Russia–Transnistria relations are the bilateral relations between the Pridnestrovian Moldavian Republic (Transnistria), an unrecognised breakaway state that is internationally recognised as part of Moldova, and the Russian Federation. Russia does not officially recognise the independence of Transnistria; nevertheless, Russia maintains special relations with Transnistria in the political, military, cultural, and economic spheres.

==History==
The state of Transnistria was created by local economic elites with special relations to the Soviet and later Russian political centre.

During the reign of Igor Smirnov (1991–2011) maintaining special relations with Russia was a priority of Transnistrian foreign policy. In the 2006 Transnistrian independence referendum, 98.07% of Transnistrians voted for independence and potential future integration into Russia.

Russia is a member of the 5+2 format for negotiating a settlement of the Transnistria conflict established during Smirnov's rule.

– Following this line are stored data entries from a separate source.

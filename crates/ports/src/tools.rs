//! Tool management collaborator contracts.
//!
//! The orchestration layer only sees these traits; downloading, hashing and
//! unpacking live in adapters (or in the host application).

use crate::BoxFuture;
use foundation_shared::Result;
use serde::{Deserialize, Serialize};
use std::collections::BTreeMap;
use std::path::{Path, PathBuf};

/// Description of one downloadable tool version.
#[derive(Debug, Clone, PartialEq, Eq, Serialize, Deserialize)]
#[serde(rename_all = "camelCase")]
pub struct ToolMetadata {
    /// Tool name (e.g. `jq`).
    pub name: String,
    /// Concrete version string.
    pub version: String,
    /// Target platform (e.g. `linux`).
    pub platform: String,
    /// Target CPU architecture (e.g. `x86_64`).
    pub arch: String,
    /// Expected artifact checksum (hex sha256).
    pub checksum: Option<String>,
    /// Detached signature, if the vendor publishes one.
    pub signature: Option<String>,
    /// Artifact download URL.
    pub download_url: String,
    /// URL of a published checksum file.
    pub checksum_url: Option<String>,
    /// Preferred install location.
    pub install_path: Option<PathBuf>,
    /// Environment variables the tool expects once installed.
    #[serde(default, skip_serializing_if = "BTreeMap::is_empty")]
    pub env_vars: BTreeMap<String, String>,
    /// Names of tools this one depends on.
    #[serde(default, skip_serializing_if = "Vec::is_empty")]
    pub dependencies: Vec<String>,
    /// Executable name inside the install directory.
    pub executable: String,
}

impl ToolMetadata {
    /// Minimal metadata; optional fields start empty.
    pub fn new(
        name: impl Into<String>,
        version: impl Into<String>,
        download_url: impl Into<String>,
    ) -> Self {
        let name = name.into();
        Self {
            executable: name.clone(),
            name,
            version: version.into(),
            platform: std::env::consts::OS.to_string(),
            arch: std::env::consts::ARCH.to_string(),
            checksum: None,
            signature: None,
            download_url: download_url.into(),
            checksum_url: None,
            install_path: None,
            env_vars: BTreeMap::new(),
            dependencies: Vec::new(),
        }
    }

    /// Set the expected checksum.
    #[must_use]
    pub fn with_checksum(mut self, checksum: impl Into<String>) -> Self {
        self.checksum = Some(checksum.into());
        self
    }

    /// Add an environment variable exported by the tool.
    #[must_use]
    pub fn with_env_var(mut self, key: impl Into<String>, value: impl Into<String>) -> Self {
        self.env_vars.insert(key.into(), value.into());
        self
    }
}

/// Cache of installed tool locations.
pub trait ToolCache: Send + Sync {
    /// Installed path for a tool version, if cached.
    fn get(&self, tool: &str, version: &str) -> Option<PathBuf>;

    /// Record an installed path.
    fn store(&self, tool: &str, version: &str, path: &Path) -> Result<()>;

    /// Forget a cached entry.
    fn invalidate(&self, tool: &str, version: &str) -> Result<()>;
}

/// Artifact downloader.
pub trait ToolDownloader: Send + Sync {
    /// Download `url` into `dest`, returning the artifact path.
    fn download_with_progress<'a>(
        &'a self,
        url: &'a str,
        dest: &'a Path,
        checksum: Option<&'a str>,
    ) -> BoxFuture<'a, Result<PathBuf>>;
}

/// Artifact integrity check.
pub trait ChecksumVerifier: Send + Sync {
    /// Returns whether the file at `path` matches `checksum`.
    fn verify_checksum(&self, path: &Path, checksum: &str) -> Result<bool>;
}

/// Artifact installer.
pub trait ToolInstaller: Send + Sync {
    /// Install a downloaded artifact, returning the install directory.
    fn install<'a>(
        &'a self,
        artifact: &'a Path,
        metadata: &'a ToolMetadata,
    ) -> BoxFuture<'a, Result<PathBuf>>;
}

/// Version spec resolution.
pub trait VersionResolver: Send + Sync {
    /// Pick a concrete version for `spec` out of `available`.
    fn resolve(&self, spec: &str, available: &[String]) -> Result<String>;
}

#[cfg(test)]
mod tests {
    use super::*;

    #[test]
    fn metadata_serializes_camel_case_and_skips_empty_collections() -> Result<(), serde_json::Error>
    {
        let metadata = ToolMetadata::new("jq", "1.7.1", "https://example.com/jq")
            .with_checksum("abc123")
            .with_env_var("JQ_COLORS", "1;30");
        let json = serde_json::to_value(&metadata)?;

        assert_eq!(json.get("downloadUrl"), Some(&serde_json::Value::from("https://example.com/jq")));
        assert_eq!(json.get("executable"), Some(&serde_json::Value::from("jq")));
        assert!(json.get("dependencies").is_none());
        assert!(json.pointer("/envVars/JQ_COLORS").is_some());

        let back: ToolMetadata = serde_json::from_value(json)?;
        assert_eq!(back, metadata);
        Ok(())
    }
}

At the end of his tenure however, Russia pushed for a change at the helm of the state in the 2011 Transnistrian presidential election.

During a visit to Kyiv in 2010, President Dmitri Medvedev said he supported a "special status" for Transnistria and recognised the "important and stabilising" role of the Russian army. In the early 2010s, experts estimated that Russia is aiming for a so-called "Taiwanisation" of Transnistria.

In 2021, the Transnistrian foreign minister Vitaly Ignatiev visited Russia and met with a Russian Ambassador-at-Large. During their conversation, the two representatives discussed various fields of Russian-Transnistrian relations, including the COVID-19 pandemic in Transnistria.

On 22 April 2022, following the Russian invasion of Ukraine, the Russian major general Rustam Minnekayev said that one of the objectives of the invasion was to establish a land corridor with occupied Transnistria, claiming that there was "evidence that the Russian-speaking population is being oppressed" in the region without giving further detail on the issue.

In February 2024, Transnistria officials asked Russia for "protection" while accusing Moldova of blocking imports in an "economic war" and turning the region into a "ghetto".

==Consular relations==
In 2012, Russia opened a consulate in Transnistria, despite protests from the government of Moldova. Nevertheless, Russia has not recognized Transnistria as an independent state.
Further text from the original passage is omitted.